Some of your back teeth have fissures and pits on the biting surface which makes them hard to clean and more prone to decay. If you have crowded teeth they become harder to clean as they are on top of one another which makes them more prone to decay. 

Tooth wear

Sometimes tooth wear will make a filling necessary, especially if you have symptoms. The filling has a protective role, to seal the exposed dentine, prevent decay and sensitivity.  


If you have chipped or broken a tooth, a filling can restore both its natural look and use. Discoloured areas on a teeth or exposed roots can be covered up to improve their appearance.

A previous filling has failed

Fillings can fail over time due to decay setting in around the filling, the tooth or filling breaking or excessive wear.

On front teeth if a previous filling has discoloured it may need to be changed for aesthetic reasons. 

Types of fillings

There are a few different types of fillings which are covered below. 

Amalgam fillings

Amalgam fillings are silver coloured, and are best known as silver metal fillings. They are made by combining a silver metal alloy powder with mercury. Amalgam is long lasting and hard wearing and it has been used in fillings for over a century. They are normally used for the back teeth and can last over ten years. 


Are there any risks from amalgam fillings?

Mercury in dental amalgam is not poisonous once it has been combined with the other materials in the silver alloy and its chemical nature change renders it harmless. Research into the safety of dental amalgam has been carried out for decades and no reputable controlled studies have found a connection between amalgam fillings and any medical problems.

Composite fillings

Composite or white fillings are tooth coloured and are made from quartz, silica and other ceramic particles. After the tooth is prepared, the filling is bonded onto the tooth and a light is shone onto the filling to set it.
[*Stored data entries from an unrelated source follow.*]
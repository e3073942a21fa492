//! Query merge and read throughput.
//!
//! Run with:
//! ```sh
//! cargo bench --bench query
//! ```

use criterion::{BenchmarkId, Criterion, Throughput, black_box, criterion_group, criterion_main};
use taglog_core::{
    Criterion as QueryCriterion, Event, EventData, EventId, EventStore, EventType, EventTypes,
    InMemoryEventStore, Query, ReadOptions, Tags,
};

const LOG_SIZES: &[usize] = &[1_000, 10_000, 100_000];

fn criterion_for(i: usize) -> QueryCriterion {
    let types = EventTypes::try_from_strings([format!("Type{}", i % 7)]).expect("types");
    let tags = Tags::try_from_strings([format!("entity:{}", i % 13)]).expect("tags");
    QueryCriterion::new(Some(types), Some(tags), false).expect("criterion")
}

fn query_of(width: usize, offset: usize) -> Query {
    Query::from_criteria((0..width).map(|i| criterion_for(i + offset)).collect())
}

fn populated_store(len: usize) -> InMemoryEventStore {
    let mut store = InMemoryEventStore::new();
    for i in 0..len {
        let event = Event::new(
            EventId::new(format!("evt-{i}")).expect("id"),
            EventType::new(format!("Type{}", i % 7)).expect("type"),
            EventData::new(r#"{"n":1}"#),
        )
        .with_tags(Tags::try_from_strings([format!("entity:{}", i % 101)]).expect("tags"));
        store.append(event.into(), None).expect("append");
    }
    store
}

fn bench_merge(c: &mut Criterion) {
    let mut group = c.benchmark_group("query.merge");

    for width in [1_usize, 8, 64] {
        let left = query_of(width, 0);
        let right = query_of(width, width / 2);
        group.throughput(Throughput::Elements(width as u64 * 2));
        group.bench_with_input(BenchmarkId::from_parameter(width), &width, |b, _| {
            b.iter(|| black_box(left.merge(&right)));
        });
    }

    group.finish();
}

fn bench_read(c: &mut Criterion) {
    let mut group = c.benchmark_group("store.read");
    let query = Query::for_tags(Tags::try_from_strings(["entity:7"]).expect("tags")).expect("query");
    let last = Query::from(
        QueryCriterion::of_types(EventTypes::try_from_strings(["Type3"]).expect("types"))
            .expect("criterion")
            .only_last_event(),
    );

    for &len in LOG_SIZES {
        let store = populated_store(len);
        group.throughput(Throughput::Elements(len as u64));
        group.bench_with_input(BenchmarkId::new("forwards", len), &store, |b, store| {
            b.iter(|| black_box(store.read(&query, ReadOptions::forwards()).count()));
        });
        group.bench_with_input(BenchmarkId::new("highest_matching", len), &store, |b, store| {
            b.iter(|| black_box(store.highest_matching(&query)));
        });
        group.bench_with_input(BenchmarkId::new("only_last_event", len), &store, |b, store| {
            b.iter(|| black_box(store.read(&last, ReadOptions::forwards()).count()));
        });
    }

    group.finish();
}

criterion_group!(benches, bench_merge, bench_read);
criterion_main!(benches);
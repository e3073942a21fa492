use std::fmt;

use crate::event::EventId;
use crate::position::SequencePosition;

/// Machine-readable error codes for agent-friendly decision making.
#[derive(Debug, Clone, Copy, PartialEq, Eq, Hash)]
pub enum ErrorCode {
    InvalidTag,
    InvalidEventType,
    InvalidEventId,
    InvalidCriterion,
    EmptyBatch,
    InvalidPosition,
    MatchingEventsExist,
    MatchingEventsExistAfter,
    BatchTooLarge,
    PayloadTooLarge,
    MalformedQueryJson,
    UnsupportedQueryVersion,
    UnknownCriterionType,
    CriterionHashMismatch,
    ConfigParseError,
}

impl ErrorCode {
    /// Stable code identifier (`E####`) for machine parsing.
    #[must_use]
    pub const fn code(self) -> &'static str {
        match self {
            Self::InvalidTag => "E1001",
            Self::InvalidEventType => "E1002",
            Self::InvalidEventId => "E1003",
            Self::InvalidCriterion => "E1004",
            Self::EmptyBatch => "E1005",
            Self::InvalidPosition => "E1006",
            Self::MatchingEventsExist => "E2001",
            Self::MatchingEventsExistAfter => "E2002",
            Self::BatchTooLarge => "E2003",
            Self::PayloadTooLarge => "E2004",
            Self::MalformedQueryJson => "E3001",
            Self::UnsupportedQueryVersion => "E3002",
            Self::UnknownCriterionType => "E3003",
            Self::CriterionHashMismatch => "E3004",
            Self::ConfigParseError => "E4001",
        }
    }

    /// Short human-facing summary for logs and terminal output.
    #[must_use]
    pub const fn message(self) -> &'static str {
        match self {
            Self::InvalidTag => "Invalid tag",
            Self::InvalidEventType => "Invalid event type",
            Self::InvalidEventId => "Invalid event id",
            Self::InvalidCriterion => "Invalid query criterion",
            Self::EmptyBatch => "Empty event batch",
            Self::InvalidPosition => "Invalid sequence position",
            Self::MatchingEventsExist => "Matching events exist",
            Self::MatchingEventsExistAfter => "Matching events exist after expected position",
            Self::BatchTooLarge => "Event batch too large",
            Self::PayloadTooLarge => "Event payload too large",
            Self::MalformedQueryJson => "Malformed query JSON",
            Self::UnsupportedQueryVersion => "Unsupported query version",
            Self::UnknownCriterionType => "Unknown criterion type",
            Self::CriterionHashMismatch => "Criterion hash mismatch",
            Self::ConfigParseError => "Config file parse error",
        }
    }

    /// Optional remediation hint that can be surfaced to operators and agents.
    #[must_use]
    pub const fn hint(self) -> Option<&'static str> {
        match self {
            Self::InvalidTag => {
                Some("Tags are `key:value`: a key of 1-50 [A-Za-z0-9_-], a value of 1-50 [A-Za-z0-9_:-].")
            }
            Self::InvalidEventType => {
                Some("Event types are 1-100 characters of [A-Za-z0-9_.:-].")
            }
            Self::InvalidEventId => Some("Event ids must be non-empty and contain no whitespace."),
            Self::InvalidCriterion => {
                Some("Give each criterion at least one non-empty tag set or event type set.")
            }
            Self::EmptyBatch => Some("Append at least one event."),
            Self::InvalidPosition => {
                Some("Positions start at 1. Expect `None` when nothing matched.")
            }
            Self::MatchingEventsExist | Self::MatchingEventsExistAfter => {
                Some("Re-read the query, rebuild the decision, and retry the append.")
            }
            Self::BatchTooLarge => Some("Split the batch or raise `max_batch_size`."),
            Self::PayloadTooLarge => Some("Store large payloads elsewhere and reference them."),
            Self::MalformedQueryJson => None,
            Self::UnsupportedQueryVersion => {
                Some("Re-serialize the query with the current library version.")
            }
            Self::UnknownCriterionType => None,
            Self::CriterionHashMismatch => {
                Some("The criterion properties were edited after serialization.")
            }
            Self::ConfigParseError => Some("Fix syntax in the store config file and retry."),
        }
    }
}

impl fmt::Display for ErrorCode {
    fn fmt(&self, f: &mut fmt::Formatter<'_>) -> fmt::Result {
        write!(f, "{}", self.code())
    }
}

/// A value failed validation at construction time.
#[derive(Debug, Clone, PartialEq, Eq, thiserror::Error)]
pub enum ValidationError {
    #[error("invalid tag '{raw}': {reason}")]
    InvalidTag { raw: String, reason: &'static str },

    #[error("invalid event type '{raw}': {reason}")]
    InvalidEventType { raw: String, reason: &'static str },

    #[error("invalid event id '{raw}': must be non-empty without whitespace")]
    InvalidEventId { raw: String },

    #[error("criterion needs at least one of event types or tags")]
    EmptyCriterion,

    #[error("criterion tag set must not be empty")]
    EmptyTagSet,

    #[error("criterion event type set must not be empty")]
    EmptyEventTypeSet,

    #[error("criteria must contain at least one criterion; use Query::all() for a wildcard")]
    EmptyCriteria,

    #[error("an event batch must contain at least one event")]
    EmptyBatch,

    #[error("sequence positions start at 1")]
    ZeroPosition,
}

impl ValidationError {
    /// Machine-readable code associated with this error.
    #[must_use]
    pub const fn code(&self) -> ErrorCode {
        match self {
            Self::InvalidTag { .. } => ErrorCode::InvalidTag,
            Self::InvalidEventType { .. } => ErrorCode::InvalidEventType,
            Self::InvalidEventId { .. } => ErrorCode::InvalidEventId,
            Self::EmptyCriterion
            | Self::EmptyTagSet
            | Self::EmptyEventTypeSet
            | Self::EmptyCriteria => ErrorCode::InvalidCriterion,
            Self::EmptyBatch => ErrorCode::EmptyBatch,
            Self::ZeroPosition => ErrorCode::InvalidPosition,
        }
    }
}

/// The append condition did not hold against the current log.
///
/// Both variants carry the highest position that currently matches the
/// condition's query, so the caller can decide whether to re-read and retry.
#[derive(Debug, Clone, Copy, PartialEq, Eq, thiserror::Error)]
pub enum ConditionalAppendFailed {
    /// Expected no matching event, found at least one.
    #[error("expected no events matching the query, but the highest match is at {highest}")]
    MatchingEventsExist { highest: SequencePosition },

    /// An event matching the query was appended after the expected position.
    #[error("expected highest matching position {expected}, but found a match at {highest}")]
    MatchingEventsExistAfter {
        expected: SequencePosition,
        highest: SequencePosition,
    },
}

impl ConditionalAppendFailed {
    /// Machine-readable code associated with this error.
    #[must_use]
    pub const fn code(&self) -> ErrorCode {
        match self {
            Self::MatchingEventsExist { .. } => ErrorCode::MatchingEventsExist,
            Self::MatchingEventsExistAfter { .. } => ErrorCode::MatchingEventsExistAfter,
        }
    }

    /// Highest position matching the query at the time of the failed append.
    #[must_use]
    pub const fn highest(&self) -> SequencePosition {
        match self {
            Self::MatchingEventsExist { highest }
            | Self::MatchingEventsExistAfter { highest, .. } => *highest,
        }
    }
}

/// Reasons an append can be rejected. Nothing is committed in any case.
#[derive(Debug, Clone, PartialEq, Eq, thiserror::Error)]
pub enum AppendError {
    #[error(transparent)]
    ConditionFailed(#[from] ConditionalAppendFailed),

    #[error("batch of {len} events exceeds the limit of {max}")]
    BatchTooLarge { len: usize, max: usize },

    #[error("event {event_id} payload is {len} bytes, exceeds the limit of {max} bytes")]
    PayloadTooLarge {
        event_id: EventId,
        len: usize,
        max: usize,
    },
}

impl AppendError {
    /// Machine-readable code associated with this error.
    #[must_use]
    pub const fn code(&self) -> ErrorCode {
        match self {
            Self::ConditionFailed(inner) => inner.code(),
            Self::BatchTooLarge { .. } => ErrorCode::BatchTooLarge,
            Self::PayloadTooLarge { .. } => ErrorCode::PayloadTooLarge,
        }
    }

    /// Optional remediation hint for operators and agents.
    #[must_use]
    pub const fn hint(&self) -> Option<&'static str> {
        self.code().hint()
    }

    /// The conditional-append failure, if that is why the append was rejected.
    #[must_use]
    pub const fn as_condition_failed(&self) -> Option<&ConditionalAppendFailed> {
        match self {
            Self::ConditionFailed(inner) => Some(inner),
            _ => None,
        }
    }
}

/// Errors raised while decoding or encoding a serialized query.
#[derive(Debug, thiserror::Error)]
pub enum SerializationError {
    #[error("malformed query JSON: {0}")]
    Json(#[from] serde_json::Error),

    #[error("unsupported query version '{found}', expected '{expected}'")]
    UnsupportedVersion {
        found: String,
        expected: &'static str,
    },

    #[error("unknown criterion type '{0}'")]
    UnknownCriterionType(String),

    #[error("criterion hash mismatch: declared {declared}, computed {computed}")]
    HashMismatch { declared: String, computed: String },

    #[error(transparent)]
    Invalid(#[from] ValidationError),
}

impl SerializationError {
    /// Machine-readable code associated with this error.
    #[must_use]
    pub const fn code(&self) -> ErrorCode {
        match self {
            Self::Json(_) => ErrorCode::MalformedQueryJson,
            Self::UnsupportedVersion { .. } => ErrorCode::UnsupportedQueryVersion,
            Self::UnknownCriterionType(_) => ErrorCode::UnknownCriterionType,
            Self::HashMismatch { .. } => ErrorCode::CriterionHashMismatch,
            Self::Invalid(inner) => inner.code(),
        }
    }
}
use serde::{Deserialize, Serialize};
use taglog_core::{
    AppendCondition, Event, EventData, EventId, EventStore, EventType, ExpectedHighestSequenceNumber,
    Query, ReadOptions, SequencePosition, Tag, Tags, ValidationError,
};

/// Stable identifier for a simulated agent.
pub type AgentId = usize;

/// Event type appended by deciding agents.
pub const CLAIM_EVENT_TYPE: &str = "ResourceClaimed";

/// Tag key scoping each resource's consistency boundary.
pub const RESOURCE_TAG_KEY: &str = "resource";

/// Tag key recording which agent made a claim.
pub const AGENT_TAG_KEY: &str = "agent";

/// Tag identifying `resource`.
///
/// # Errors
///
/// Never fails for numeric ids; the error is propagated from tag validation.
pub fn resource_tag(resource: usize) -> Result<Tag, ValidationError> {
    Tag::new(RESOURCE_TAG_KEY, &resource.to_string())
}

/// Query selecting every event of `resource`.
///
/// # Errors
///
/// Propagates tag validation errors.
pub fn resource_query(resource: usize) -> Result<Query, ValidationError> {
    Query::for_tags(Tags::single(resource_tag(resource)?))
}

/// What an agent saw the last time it read a resource's slice.
#[derive(Debug, Clone, Copy, PartialEq, Eq, Serialize, Deserialize)]
pub struct Observation {
    pub resource: usize,
    pub round: u64,
    pub highest: Option<SequencePosition>,
}

impl Observation {
    /// Expectation to guard a decision based on this observation.
    #[must_use]
    pub const fn expected(&self) -> ExpectedHighestSequenceNumber {
        ExpectedHighestSequenceNumber::from_position(self.highest)
    }
}

/// Immutable snapshot of an agent's local state.
#[derive(Debug, Clone, PartialEq, Eq, Serialize, Deserialize)]
pub struct AgentState {
    pub id: AgentId,
    pub observations: u64,
    pub commits: u64,
    pub rejections: u64,
    pub last_observation: Option<Observation>,
}

/// Agent that reads a resource's slice, then claims it under a condition
/// built from what it read.
#[derive(Debug, Clone, PartialEq, Eq)]
pub struct SimulatedAgent {
    id: AgentId,
    next_seq: u64,
    observations: u64,
    commits: u64,
    rejections: u64,
    last_observation: Option<Observation>,
}

impl SimulatedAgent {
    #[must_use]
    pub const fn new(id: AgentId) -> Self {
        Self {
            id,
            next_seq: 0,
            observations: 0,
            commits: 0,
            rejections: 0,
            last_observation: None,
        }
    }

    #[must_use]
    pub const fn id(&self) -> AgentId {
        self.id
    }

    #[must_use]
    pub const fn last_observation(&self) -> Option<Observation> {
        self.last_observation
    }

    /// Read the slice of `resource` and remember its highest position.
    ///
    /// # Errors
    ///
    /// Propagates tag validation errors.
    pub fn observe<S: EventStore>(
        &mut self,
        store: &S,
        resource: usize,
        round: u64,
    ) -> Result<Observation, ValidationError> {
        let query = resource_query(resource)?;
        let highest = store
            .read(&query, ReadOptions::backwards().with_limit(1))
            .next()
            .map(|event| event.position);
        let observation = Observation {
            resource,
            round,
            highest,
        };
        self.observations += 1;
        self.last_observation = Some(observation);
        Ok(observation)
    }

    /// Build the next claim event for `resource`.
    ///
    /// # Errors
    ///
    /// Propagates id, type and tag validation errors.
    pub fn claim(&mut self, resource: usize, round: u64) -> Result<Event, ValidationError> {
        let seq = self.next_seq;
        self.next_seq += 1;
        let tags: Tags = [
            resource_tag(resource)?,
            Tag::new(AGENT_TAG_KEY, &self.id.to_string())?,
        ]
        .into_iter()
        .collect();
        Ok(Event::new(
            EventId::new(format!("a{}-{seq}", self.id))?,
            EventType::new(CLAIM_EVENT_TYPE)?,
            EventData::new(format!(
                r#"{{"agent":{},"resource":{resource},"round":{round}}}"#,
                self.id
            )),
        )
        .with_tags(tags))
    }

    /// Condition guarding a claim on the last observed resource.
    ///
    /// # Errors
    ///
    /// Propagates tag validation errors.
    pub fn condition_from(observation: &Observation) -> Result<AppendCondition, ValidationError> {
        Ok(AppendCondition::new(
            resource_query(observation.resource)?,
            observation.expected(),
        ))
    }

    pub fn record_commit(&mut self) {
        self.commits += 1;
    }

    pub fn record_rejection(&mut self) {
        self.rejections += 1;
    }

    #[must_use]
    pub const fn snapshot(&self) -> AgentState {
        AgentState {
            id: self.id,
            observations: self.observations,
            commits: self.commits,
            rejections: self.rejections,
            last_observation: self.last_observation,
        }
    }
}

#[cfg(test)]
mod tests {
    use super::*;
    use taglog_core::{FixedClock, InMemoryEventStore};

    fn store() -> InMemoryEventStore<FixedClock> {
        InMemoryEventStore::with_clock(FixedClock::new(chrono::DateTime::<chrono::Utc>::UNIX_EPOCH))
    }

    #[test]
    fn observe_empty_slice_expects_none() {
        let store = store();
        let mut agent = SimulatedAgent::new(0);
        let obs = agent.observe(&store, 3, 1).expect("observe");
        assert_eq!(obs.highest, None);
        assert_eq!(obs.expected(), ExpectedHighestSequenceNumber::None);
        assert_eq!(agent.snapshot().observations, 1);
    }

    #[test]
    fn claim_is_tagged_with_resource_and_agent() {
        let mut agent = SimulatedAgent::new(4);
        let event = agent.claim(2, 0).expect("claim");
        assert_eq!(event.event_type.as_str(), CLAIM_EVENT_TYPE);
        assert_eq!(event.tags.to_strings(), vec!["agent:4", "resource:2"]);
        let second = agent.claim(2, 0).expect("claim");
        assert_ne!(event.id, second.id);
    }

    #[test]
    fn stale_observation_is_rejected() {
        let mut store = store();
        let mut a = SimulatedAgent::new(0);
        let mut b = SimulatedAgent::new(1);
        let seen_a = a.observe(&store, 0, 0).expect("observe");
        let seen_b = b.observe(&store, 0, 0).expect("observe");

        let claim = a.claim(0, 0).expect("claim");
        let cond = SimulatedAgent::condition_from(&seen_a).expect("cond");
        assert!(store.append(claim.into(), Some(cond)).is_ok());

        let claim = b.claim(0, 0).expect("claim");
        let cond = SimulatedAgent::condition_from(&seen_b).expect("cond");
        assert!(store.append(claim.into(), Some(cond)).is_err());
    }

    #[test]
    fn claims_on_other_resources_do_not_interfere() {
        let mut store = store();
        let mut a = SimulatedAgent::new(0);
        let seen = a.observe(&store, 0, 0).expect("observe");
        store
            .append(a.claim(1, 0).expect("claim").into(), None)
            .expect("append");
        let cond = SimulatedAgent::condition_from(&seen).expect("cond");
        assert!(store.append(a.claim(0, 1).expect("claim").into(), Some(cond)).is_ok());
    }
}
//! Global log positions and the expectation half of an append condition.

use serde::{Deserialize, Serialize};
use std::fmt;
use std::num::NonZeroU64;

use crate::error::ValidationError;

/// Position of an event in the global log.
///
/// Positions start at 1 for the first event ever appended and increase by
/// exactly one per event. "No event" is expressed with `Option`, never with a
/// zero sentinel.
#[derive(Debug, Clone, Copy, PartialEq, Eq, PartialOrd, Ord, Hash, Serialize, Deserialize)]
#[serde(transparent)]
pub struct SequencePosition(NonZeroU64);

impl SequencePosition {
    /// Position of the first event in any log.
    pub const FIRST: Self = Self(NonZeroU64::MIN);

    /// Create a position, returning `None` for zero.
    ///
    /// There is no infallible constructor: zero is never a position, and
    /// "nothing observed" is [`ExpectedHighestSequenceNumber::None`].
    #[must_use]
    pub const fn try_new(value: u64) -> Option<Self> {
        match NonZeroU64::new(value) {
            Some(v) => Some(Self(v)),
            None => None,
        }
    }

    #[must_use]
    pub const fn get(self) -> u64 {
        self.0.get()
    }

    /// The position immediately after this one.
    #[must_use]
    pub const fn next(self) -> Self {
        Self(self.0.saturating_add(1))
    }

    /// Zero-based index of this position in an in-memory log.
    #[must_use]
    pub fn index(self) -> usize {
        usize::try_from(self.0.get() - 1).unwrap_or(usize::MAX)
    }
}

impl TryFrom<u64> for SequencePosition {
    type Error = ValidationError;

    fn try_from(value: u64) -> Result<Self, Self::Error> {
        Self::try_new(value).ok_or(ValidationError::ZeroPosition)
    }
}

impl fmt::Display for SequencePosition {
    fn fmt(&self, f: &mut fmt::Formatter<'_>) -> fmt::Result {
        write!(f, "{}", self.0)
    }
}

/// What the writer believes about the slice of the log its query selects.
///
/// Three states, deliberately not collapsed into `Option<SequencePosition>`:
/// "nothing may match" and "don't check" are both legitimate intents.
#[derive(Debug, Clone, Copy, PartialEq, Eq, Hash, Serialize, Deserialize)]
#[serde(tag = "kind", content = "position", rename_all = "snake_case")]
pub enum ExpectedHighestSequenceNumber {
    /// No event may match the query.
    None,
    /// No check at all.
    Any,
    /// The highest matching event must be at or before this position.
    Position(SequencePosition),
}

impl ExpectedHighestSequenceNumber {
    /// Build the expectation from the highest matching position a reader
    /// observed: `None` when nothing matched.
    #[must_use]
    pub const fn from_position(highest: Option<SequencePosition>) -> Self {
        match highest {
            Some(position) => Self::Position(position),
            None => Self::None,
        }
    }

    #[must_use]
    pub const fn is_any(self) -> bool {
        matches!(self, Self::Any)
    }
}

impl From<SequencePosition> for ExpectedHighestSequenceNumber {
    fn from(position: SequencePosition) -> Self {
        Self::Position(position)
    }
}

impl fmt::Display for ExpectedHighestSequenceNumber {
    fn fmt(&self, f: &mut fmt::Formatter<'_>) -> fmt::Result {
        match self {
            Self::None => f.write_str("none"),
            Self::Any => f.write_str("any"),
            Self::Position(p) => write!(f, "{p}"),
        }
    }
}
Why should I consider white fillings?

White fillings bond to the surrounding tooth tissue, hence less tooth is removed leaving a stronger, well reinforced tooth

They also have the advantage of having a natural appearance where different shades of material are used to best mimic the colour of your own teeth.

Do they last as long as metal fillings? Are they as strong?

White fillings have always been considered less long lasting than silver amalgam fillings, however new materials are available with properties that are comparable to silver amalgam.


The life expectancy of any filling depends on where it is in your mouth and how heavy your bite is. Your dentist can advise you on the life expectancy of your fillings, and which material is most appropriate, as metal fillings are still used and in some cases will be superior.


Is it worth replacing my amalgam fillings with white ones?

It is usually best to change fillings only when your dentist decides that an old filling needs replacing.  Our advice is to replace old fillings with a restoration that strengthens the tooth. 

Glass Ionomers

A less well known filling is the glass ionomer. This filling is based on the reaction of a powder and liquid to create a solid material. They also release fluoride which can help prevent decay. However they are not very strong but are ideally suited for baby teeth fillings or dressings. 

Gold inlay

Gold is stable and inert and shares a similar wear resistance and expansion pattern to natural tooth. It results in less tooth damage over time. Cast gold restorations don’t just fill the tooth, they support the tooth from the crushing forces when chewing. An inlay is similar to a filling where it fills the inside of the tooth, but is made in the laboratory from a custom mould.


Porcelain inlay

At Dental Sense, we now utilise digital technology to design perfectly fitting porcelain inlays. Porcelain is hard wearing, long lasting and has the benefit of being tooth-colured. All inlays are made by a specialist technician thus the accuracy, shape, fit and longevity are better than a filling, particularly if the cavity is large.

What is the difference between the fillings?

At Dental Sense we offer different types of fillings and the options will be given to you based on the best outcome for your tooth. In most cases you will be given more than one option and you will be able to pick the one that you would prefer.

There are some restrictions on the types of materials clinicians can provide in certain teeth under the NHS. Your dentist will discuss the filling options with you.